I had a sweet BlackBird tweed pedal board. It's great if you have a set of pedals you always use. However, I like to frequently move pedals in and out of the chain. Constantly, buying-selling, trading this pedal for that pedal, switching orders, etc. In that instant a solid top type pedal board is a pain in the ass. I sold it to a friend and bought a $90 "large" pedal board off of Amazon. It's got a slight angle, and little cubby where my power supply fits nice and out of the way. I'm very pleased with the decision I ultimately made.


----------



## GouldyGuitar (Jun 6, 2020)

Love all your posts everyone! Very helpful and just cool to see what everyone is using. 

Keep em' coming!


----------



## zztomato (Nov 19, 2010)

I've always just made a board from thick black acrylic. Velcro sticks really well and you can screw some feet on or use stick on feet. 
Small board- I need to clean up the cables. ;


----------



## Alex (Feb 11, 2006)

I have a Hyva board built out of London, ON (pic below) and a big fan of Maple Rocks pedalboards in Acton as well. Another option if you want to avoid cabling, power supplies and keeping a small footprint, JAM Pedals builds custom integrated boards with their pedals.
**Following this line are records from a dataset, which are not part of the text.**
//! Component lifecycle, method table, and per-service registry.
//!
//! The source dispatches to components through virtual inheritance plus
//! a name-keyed method table. Here a component is a capability trait
//! object (`Arc<dyn Component>`) for the strongly-typed lifecycle calls,
//! with the method table kept as a secondary, dynamic channel for
//! late-bound/scripted calls — the two paths the design notes ask for,
//! rather than routing everything through one untyped call.

use std::collections::{BTreeMap, HashMap};
use std::sync::Arc;

use crate::error::CoreError;
use crate::variant::Variant;

/// A callable registered in a component's method table. Boxed rather
/// than generic so heterogeneous methods can live in one map.
pub type Method = Box<dyn Fn(&Variant) -> Result<Variant, CoreError> + Send + Sync>;

/// A plugin unit hosted by a service.
///
/// Lifecycle methods run on the owning service's loop thread only, in
/// the order `on_init` (registration order) → `on_start` (registration
/// order) → zero or more `on_update` → `on_stop` (reverse order) →
/// `on_destroy` (reverse order). A component must not call another
/// component's methods from `on_init`; by that point in the sequence
/// the only components guaranteed to exist are the ones registered
/// earlier, so init-time dependencies are resolved through the
/// registration list itself, not through lookup.
pub trait Component: Send + Sync {
    fn name(&self) -> &str;

    fn on_init(&self) -> Result<(), CoreError> {
        Ok(())
    }

    fn on_start(&self) -> Result<(), CoreError> {
        Ok(())
    }

    fn on_update(&self, _dt_ms: u64) {}

    fn on_stop(&self) -> Result<(), CoreError> {
        Ok(())
    }

    fn on_destroy(&self) {}

    /// Delivered for every drained envelope that isn't a poller event or
    /// a loop control message — the landing spot for cross-service
    /// `PostMessage` traffic and any other opaque work a producer hands
    /// into this service's queue. No-op by default; components that
    /// care about a particular `tag` inspect it and downcast the
    /// payload themselves.
    fn on_message(&self, _envelope: &crate::queue::Envelope) {}

    /// Methods this component exposes for dynamic, name-keyed dispatch.
    /// Empty by default; components that want scripted/late-bound calls
    /// override this to return their table.
    fn methods(&self) -> &MethodTable {
        static EMPTY: MethodTable = MethodTable::new();
        &EMPTY
    }
}

/// Linear scan below a threshold, hash map above it — the corpus's
/// small-N optimisation for method tables that in practice hold a
/// handful of entries, carried over verbatim because lookup behavior
/// must be identical regardless of which backing store answered it.
pub struct MethodTable {
    linear: Vec<(&'static str, Method)>,
    indexed: Option<HashMap<&'static str, Method>>,
}

const METHOD_TABLE_THRESHOLD: usize = 30;

impl MethodTable {
    pub const fn new() -> Self {
        Self {
            linear: Vec::new(),
            indexed: None,
        }
    }

    pub fn register(&mut self, name: &'static str, method: Method) {
        if let Some(map) = self.indexed.as_mut() {
            map.insert(name, method);
            return;
        }
        if let Some(slot) = self.linear.iter_mut().find(|(n, _)| *n == name) {
            slot.1 = method;
            return;
        }
        self.linear.push((name, method));
        if self.linear.len() > METHOD_TABLE_THRESHOLD {
            self.indexed = Some(self.linear.drain(..).collect());
        }
    }

    pub fn call(&self, name: &str, arg: &Variant) -> Result<Variant, CoreError> {
        let method = if let Some(map) = self.indexed.as_ref() {
            map.get(name)
        } else {
            self.linear.iter().find(|(n, _)| *n == name).map(|(_, m)| m)
        };
        match method {
            Some(method) => method(arg),
            None => Err(CoreError::not_found(format!("method '{name}' not found"))),
        }
    }

    pub fn len(&self) -> usize {
        self.indexed.as_ref().map_or(self.linear.len(), |m| m.len())
    }

    pub fn is_empty(&self) -> bool {
        self.len() == 0
    }
}

impl Default for MethodTable {
    fn default() -> Self {
        Self::new()
    }
}

/// Append-only during a service's `Starting` phase; registering during
/// `Running` is a programmer error the caller should catch before
/// invoking it (the service loop enforces this by only exposing
/// mutation during construction).
#[derive(Default)]
pub struct ComponentRegistry {
    order: Vec<String>,
    by_name: BTreeMap<String, Arc<dyn Component>>,
}

impl ComponentRegistry {
    pub fn new() -> Self {
        Self::default()
    }

    pub fn register(&mut self, component: Arc<dyn Component>) -> Result<(), CoreError> {
        let name = component.name().to_owned();
        if name.is_empty() {
            return Err(CoreError::arg("component name must not be empty"));
        }
        if self.by_name.contains_key(&name) {
            return Err(CoreError::repeat(format!(
                "component '{name}' already registered"
            )));
        }
        self.order.push(name.clone());
        self.by_name.insert(name, component);
        Ok(())
    }

    pub fn get(&self, name: &str) -> Option<Arc<dyn Component>> {
        self.by_name.get(name).cloned()
    }

    /// Components in registration order, for `on_init`/`on_start`/`on_update`.
    pub fn iter_forward(&self) -> impl Iterator<Item = Arc<dyn Component>> + '_ {
        self.order.iter().map(move |name| self.by_name[name].clone())
    }

    /// Components in reverse registration order, for `on_stop`/`on_destroy`.
    pub fn iter_reverse(&self) -> impl Iterator<Item = Arc<dyn Component>> + '_ {
        self.order.iter().rev().map(move |name| self.by_name[name].clone())
    }

    pub fn call_method(
        &self,
        component_name: &str,
        method_name: &str,
        arg: &Variant,
    ) -> Result<Variant, CoreError> {
        let component = self
            .get(component_name)
            .ok_or_else(|| CoreError::not_found(format!("component '{component_name}' not found")))?;
        component.methods().call(method_name, arg)
    }

    pub fn len(&self) -> usize {
        self.order.len()
    }

    pub fn is_empty(&self) -> bool {
        self.order.is_empty()
    }
}

#[cfg(test)]
mod tests {
    use super::*;
    use std::sync::atomic::{AtomicUsize, Ordering};
    use std::sync::Mutex;

    struct Recording {
        name: &'static str,
        log: Arc<Mutex<Vec<String>>>,
    }

    impl Component for Recording {
        fn name(&self) -> &str {
            self.name
        }

        fn on_init(&self) -> Result<(), CoreError> {
            self.log.lock().unwrap().push(format!("{}.init", self.name));
            Ok(())
        }

        fn on_stop(&self) -> Result<(), CoreError> {
            self.log.lock().unwrap().push(format!("{}.stop", self.name));
            Ok(())
        }
    }

    #[test]
    fn init_is_registration_order_stop_is_reverse() {
        let log = Arc::new(Mutex::new(Vec::new()));
        let mut registry = ComponentRegistry::new();
        for name in ["a", "b", "c"] {
            registry
                .register(Arc::new(Recording { name, log: log.clone() }))
                .unwrap();
        }

        for c in registry.iter_forward() {
            c.on_init().unwrap();
        }
        for c in registry.iter_reverse() {
            c.on_stop().unwrap();
        }

        assert_eq!(
            *log.lock().unwrap(),
            vec!["a.init", "b.init", "c.init", "c.stop", "b.stop", "a.stop"]
        );
    }

    #[test]
    fn duplicate_registration_is_rejected() {
        let mut registry = ComponentRegistry::new();
        let log = Arc::new(Mutex::new(Vec::new()));
        registry
            .register(Arc::new(Recording { name: "a", log: log.clone() }))
            .unwrap();
        let err = registry
            .register(Arc::new(Recording { name: "a", log }))
            .unwrap_err();
        assert_eq!(err.kind(), crate::error::ErrorKind::Repeat);
    }

    #[test]
    fn method_lookup_is_identical_across_the_linear_to_indexed_threshold() {
        let mut table = MethodTable::new();
        let names: Vec<&'static str> = (0..31)
            .map(|i| Box::leak(format!("m{i}").into_boxed_str()) as &'static str)
            .collect();
        for (i, name) in names.iter().enumerate() {
            let i = i as i64;
            table.register(name, Box::new(move |_arg| Ok(Variant::from(i))));
        }
        assert_eq!(table.len(), 31);
        for (i, name) in names.iter().enumerate() {
            let result = table.call(name, &Variant::Null).unwrap();
            assert_eq!(result.as_int(), Some(i as i64));
        }
    }

    #[test]
    fn unknown_method_is_not_found() {
        let table = MethodTable::new();
        let err = table.call("missing", &Variant::Null).unwrap_err();
        assert_eq!(err.kind(), crate::error::ErrorKind::NotFound);
    }

    #[test]
    fn call_method_resolves_component_then_method() {
        struct WithMethod {
            table: MethodTable,
        }
        impl Component for WithMethod {
            fn name(&self) -> &str {
                "calc"
            }
            fn methods(&self) -> &MethodTable {
                &self.table
            }
        }

        let calls = Arc::new(AtomicUsize::new(0));
        let calls_cb = calls.clone();
        let mut table = MethodTable::new();
        table.register(
            "double",
            Box::new(move |arg| {
                calls_cb.fetch_add(1, Ordering::SeqCst);
                Ok(Variant::from(arg.as_int().unwrap_or(0) * 2))
            }),
        );

        let mut registry = ComponentRegistry::new();
        registry.register(Arc::new(WithMethod { table })).unwrap();

        let result = registry
            .call_method("calc", "double", &Variant::from(21i64))
            .unwrap();
        assert_eq!(result.as_int(), Some(42));
        assert_eq!(calls.load(Ordering::SeqCst), 1);
    }
}
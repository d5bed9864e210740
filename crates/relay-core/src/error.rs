//! The crate's single stable error taxonomy.
//!
//! Every subsystem (timer, queue, session, component registry, dispatch)
//! defines its own small error enum for the failure modes it can actually
//! produce, then converts into [`CoreError`] at the point where it crosses
//! into a caller that doesn't care about subsystem internals — a component
//! callback, the service loop, or the C-ABI façade. Internal call sites use
//! `Result<T, CoreError>` with `?`; nothing in this crate consults a
//! thread-local error slot. The façade crate is the only place that does.

use std::borrow::Cow;
use std::fmt;

/// The kind of failure, independent of what produced it.
///
/// Mirrors §7 of the specification one-for-one: these are the *kinds* the
/// core promises to report, not a type per subsystem.
#[derive(Clone, Copy, Debug, PartialEq, Eq, Hash)]
#[non_exhaustive]
pub enum ErrorKind {
    /// Bad input to an otherwise well-formed call.
    Arg,
    /// A lookup (component, method, session, service) came up empty.
    NotFound,
    /// Duplicate registration of a name that must be unique.
    Repeat,
    /// The operation is invalid for the current lifecycle phase.
    State,
    /// A frame failed to decode under the active codec.
    ProtocolError,
    /// The operation would have to block; retry after a readiness signal.
    WouldBlock,
    /// The session or service this call targeted is already gone.
    Closed,
    /// A bounded wait elapsed before the operation completed.
    Timeout,
    /// Anything else — typically a caught handler panic or an invariant
    /// violation that the caller cannot meaningfully recover from.
    Internal,
}

impl ErrorKind {
    pub const fn as_str(self) -> &'static str {
        match self {
            ErrorKind::Arg => "arg",
            ErrorKind::NotFound => "not_found",
            ErrorKind::Repeat => "repeat",
            ErrorKind::State => "state",
            ErrorKind::ProtocolError => "protocol_error",
            ErrorKind::WouldBlock => "would_block",
            ErrorKind::Closed => "closed",
            ErrorKind::Timeout => "timeout",
            ErrorKind::Internal => "internal",
        }
    }
}

impl fmt::Display for ErrorKind {
    fn fmt(&self, f: &mut fmt::Formatter<'_>) -> fmt::Result {
        f.write_str(self.as_str())
    }
}

/// The crate-wide error value.
///
/// Carries a stable [`ErrorKind`], a human-readable message meant for logs
/// (never parsed by callers), and an optional chained cause so
/// `std::error::Error::source` can walk back to the original failure.
#[derive(Debug)]
pub struct CoreError {
    kind: ErrorKind,
    message: Cow<'static, str>,
    cause: Option<Box<dyn std::error::Error + Send + Sync + 'static>>,
}

impl CoreError {
    pub fn new(kind: ErrorKind, message: impl Into<Cow<'static, str>>) -> Self {
        Self {
            kind,
            message: message.into(),
            cause: None,
        }
    }

    pub fn with_cause(
        mut self,
        cause: impl Into<Box<dyn std::error::Error + Send + Sync + 'static>>,
    ) -> Self {
        self.cause = Some(cause.into());
        self
    }

    pub fn kind(&self) -> ErrorKind {
        self.kind
    }

    pub fn message(&self) -> &str {
        &self.message
    }

    pub fn not_found(message: impl Into<Cow<'static, str>>) -> Self {
        Self::new(ErrorKind::NotFound, message)
    }

    pub fn repeat(message: impl Into<Cow<'static, str>>) -> Self {
        Self::new(ErrorKind::Repeat, message)
    }

    pub fn state(message: impl Into<Cow<'static, str>>) -> Self {
        Self::new(ErrorKind::State, message)
    }

    pub fn arg(message: impl Into<Cow<'static, str>>) -> Self {
        Self::new(ErrorKind::Arg, message)
    }

    pub fn protocol(message: impl Into<Cow<'static, str>>) -> Self {
        Self::new(ErrorKind::ProtocolError, message)
    }

    pub fn would_block() -> Self {
        Self::new(ErrorKind::WouldBlock, "operation would block")
    }

    pub fn closed(message: impl Into<Cow<'static, str>>) -> Self {
        Self::new(ErrorKind::Closed, message)
    }

    pub fn internal(message: impl Into<Cow<'static, str>>) -> Self {
        Self::new(ErrorKind::Internal, message)
    }
}

impl fmt::Display for CoreError {
    fn fmt(&self, f: &mut fmt::Formatter<'_>) -> fmt::Result {
        write!(f, "{}: {}", self.kind, self.message)
    }
}

impl std::error::Error for CoreError {
    fn source(&self) -> Option<&(dyn std::error::Error + 'static)> {
        self.cause
            .as_ref()
            .map(|c| c.as_ref() as &(dyn std::error::Error + 'static))
    }
}

/// Convenience alias used throughout the crate.
pub type Result<T, E = CoreError> = std::result::Result<T, E>;

/// Subsystem-local error enums, each naming only the failure modes that
/// subsystem can actually produce. `CoreError` is what every one of
/// these converts into at the point where it crosses into a caller that
/// doesn't care about subsystem internals; matching on the concrete enum
/// is for callers (typically within the same subsystem or its own
/// tests) that do.
#[derive(thiserror::Error, Debug)]
pub enum TimerError {
    #[error("timer {0} is not scheduled")]
    NotScheduled(crate::ids::TimerId),
}

#[derive(thiserror::Error, Debug)]
pub enum QueueError {
    #[error("message queue consumer has shut down")]
    ConsumerClosed,
}

#[derive(thiserror::Error, Debug)]
pub enum SessionError {
    #[error("session cannot move from {from:?} to {to:?}")]
    InvalidTransition {
        from: crate::session::SessionState,
        to: crate::session::SessionState,
    },
    #[error("malformed frame")]
    Malformed,
    #[error("send buffer at high-water mark")]
    WouldBlock,
}

#[derive(thiserror::Error, Debug)]
pub enum ComponentError {
    #[error("component '{0}' not found")]
    NotFound(String),
    #[error("component '{0}' already registered")]
    Duplicate(String),
    #[error("method '{0}' not found")]
    MethodNotFound(String),
}

#[derive(thiserror::Error, Debug)]
pub enum DispatchError {
    #[error("handler for opcode {0:#x} panicked or returned a fatal error")]
    HandlerFailed(u32),
}

impl From<TimerError> for CoreError {
    fn from(err: TimerError) -> Self {
        CoreError::new(ErrorKind::NotFound, err.to_string()).with_cause(err)
    }
}

impl From<QueueError> for CoreError {
    fn from(err: QueueError) -> Self {
        CoreError::new(ErrorKind::Closed, err.to_string()).with_cause(err)
    }
}

impl From<SessionError> for CoreError {
    fn from(err: SessionError) -> Self {
        let kind = match err {
            SessionError::InvalidTransition { .. } => ErrorKind::State,
            SessionError::Malformed => ErrorKind::ProtocolError,
            SessionError::WouldBlock => ErrorKind::WouldBlock,
        };
        CoreError::new(kind, err.to_string()).with_cause(err)
    }
}

impl From<ComponentError> for CoreError {
    fn from(err: ComponentError) -> Self {
        let kind = match err {
            ComponentError::NotFound(_) | ComponentError::MethodNotFound(_) => ErrorKind::NotFound,
            ComponentError::Duplicate(_) => ErrorKind::Repeat,
        };
        CoreError::new(kind, err.to_string()).with_cause(err)
    }
}

impl From<DispatchError> for CoreError {
    fn from(err: DispatchError) -> Self {
        CoreError::new(ErrorKind::Internal, err.to_string()).with_cause(err)
    }
}
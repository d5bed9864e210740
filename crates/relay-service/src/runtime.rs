//! The service loop: one thread per service, driving the timer wheel,
//! the message queue, poller events, component updates, and packet
//! dispatch in the order the governing contract lays out (§4.G).
//!
//! The loop thread itself is plain `std::thread` — no async runtime
//! required. Poller adapters that do need one (Tokio-backed
//! `relay-net-tcp`) run their own tasks elsewhere and hand events back
//! over the same [`MessageQueue`] cross-service messages travel over;
//! this loop only ever drains that queue and calls the small
//! [`Poller`] trait for outbound sends, so it stays exactly as
//! single-threaded and synchronous as the contract requires regardless
//! of what the adapter underneath is doing.

use std::collections::HashMap;
use std::sync::atomic::{AtomicBool, Ordering};
use std::sync::Arc;
use std::time::{Duration, Instant};

use relay_core::codec::CodecChain;
use relay_core::component::ComponentRegistry;
use relay_core::config::ServiceConfig;
use relay_core::dispatch::{Dispatcher, HandlerOutcome};
use relay_core::error::CoreError;
use relay_core::ids::{ServiceId, SessionId};
use relay_core::object::AutoReleasePool;
use relay_core::packet::Packet;
use relay_core::poller::{Poller, PollerEvent, POLLER_EVENT_TAG};
use relay_core::queue::{Envelope, MessageQueue, QueueSender};
use relay_core::session::{CloseReason, Session, SessionState};
use relay_core::time::MonotonicClock;
use relay_core::timer::TimerWheel;

use crate::state::{ServiceState, ServiceStateCell};

/// The tag a stop request is posted under; its payload is empty — the
/// envelope's only job is to wake a blocking queue wait immediately, the
/// same way the contract requires ("`StopService`... blocking MQ wait
/// wakes immediately").
const STOP_ENVELOPE_TAG: &str = "__relay_stop__";

/// The tag an out-of-loop caller (the C-ABI façade is the one concrete
/// user today) posts under to have the loop send a packet on its
/// behalf. Handled directly by the loop rather than routed through any
/// component's `on_message`, the same way a poller event is.
pub const FFI_SEND_TAG: &str = "__relay_ffi_send__";

/// The tag an out-of-loop caller posts under to have the loop close a
/// session on its behalf.
pub const FFI_CLOSE_TAG: &str = "__relay_ffi_close__";

/// Payload for [`FFI_SEND_TAG`].
pub struct FfiSendRequest {
    pub session_id: SessionId,
    pub packet: Packet,
}

/// Payload for [`FFI_CLOSE_TAG`].
pub struct FfiCloseRequest {
    pub session_id: SessionId,
}

/// A cheap, `Clone`, cross-thread handle to a running (or not-yet-run)
/// service. This is what `relay-hosting`'s manager holds per service;
/// it never touches sessions, timers, or components directly — only
/// the queue and the shared state cell.
#[derive(Clone)]
pub struct ServiceHandle {
    id: ServiceId,
    name: String,
    state: Arc<ServiceStateCell>,
    stop: Arc<AtomicBool>,
    sender: QueueSender,
}

impl ServiceHandle {
    pub(crate) fn new(
        id: ServiceId,
        name: String,
        state: Arc<ServiceStateCell>,
        stop: Arc<AtomicBool>,
        sender: QueueSender,
    ) -> Self {
        Self { id, name, state, stop, sender }
    }

    pub fn id(&self) -> ServiceId {
        self.id
    }

    pub fn name(&self) -> &str {
        &self.name
    }

    pub fn state(&self) -> ServiceState {
        self.state.get()
    }

    /// A thin wrapper over the target's MPSC queue, as §4.H specifies
    /// for cross-service `PostMessage`.
    pub fn post_message(&self, envelope: Envelope) -> Result<(), CoreError> {
        self.sender.push(envelope)
    }

    /// Requests that the service stop. Idempotent, and safe to call at
    /// any point in the service's lifecycle — including before the loop
    /// has reached `Running` — since the authoritative signal is the
    /// shared flag rather than the observable `ServiceState`, which only
    /// the loop thread itself ever writes. Posting a wake envelope
    /// alongside it is what guarantees a loop thread parked in
    /// `blocking_drain` notices immediately instead of waiting out its
    /// timeout.
    pub fn request_stop(&self) {
        self.stop.store(true, Ordering::Release);
        let _ = self.sender.push(Envelope::new(STOP_ENVELOPE_TAG, ()));
    }

    /// Forces the observable state straight to `Stopped`, bypassing the
    /// linear lifecycle `ServiceStateCell::set` otherwise enforces
    /// nowhere but convention. The one legitimate caller is
    /// `relay-hosting`'s manager, after its `catch_unwind` around the
    /// service thread observes the loop itself panicked: at that point
    /// there is no thread left to run the remaining `Stopping`
    /// transitions, so the manager reports the service gone directly
    /// rather than leaving it wedged in whatever state it last reached.
    pub fn mark_crashed(&self) {
        self.state.set(ServiceState::Stopped);
    }
}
You can build from small (2-3 pedals) to large and any choice of artwork or tolex (at a cost). Pic attached of an example. The caveat being is that you have to like their pedals which I do. I have one on order due in the next few months.


----------



## GouldyGuitar (Jun 6, 2020)

Alex said:


> I have a Hyva board built out of London, ON (pic below) and a big fan of Maple Rocks pedalboards in Acton as well. Another option if you want to avoid cabling, power supplies and keeping a small footprint, JAM Pedals builds custom integrated boards with their pedals. You can build from small (2-3 pedals) to large and any choice of artwork or tolex (at a cost). Pic attached of an example. The caveat being is that you have to like their pedals which I do. I have one on order due in the next few months.
> 
> View attachment 351878
> View attachment 351879


That Hyva board is beautiful! What model and options did you opt for? I've seen his work and it looks great!
Also love that protein pedal, I've been looking for one on the used market for myself! I also use the gigrig 
quartermaster and love it. Mine is the 4 loop model. How are you liking yours?

Cheers!


----------



## SWLABR (Nov 7, 2017)

I'm in the same camp as "all the pedals I need, +1". It seems just as I've figured it out and settled on what I want/need, one more comes along. 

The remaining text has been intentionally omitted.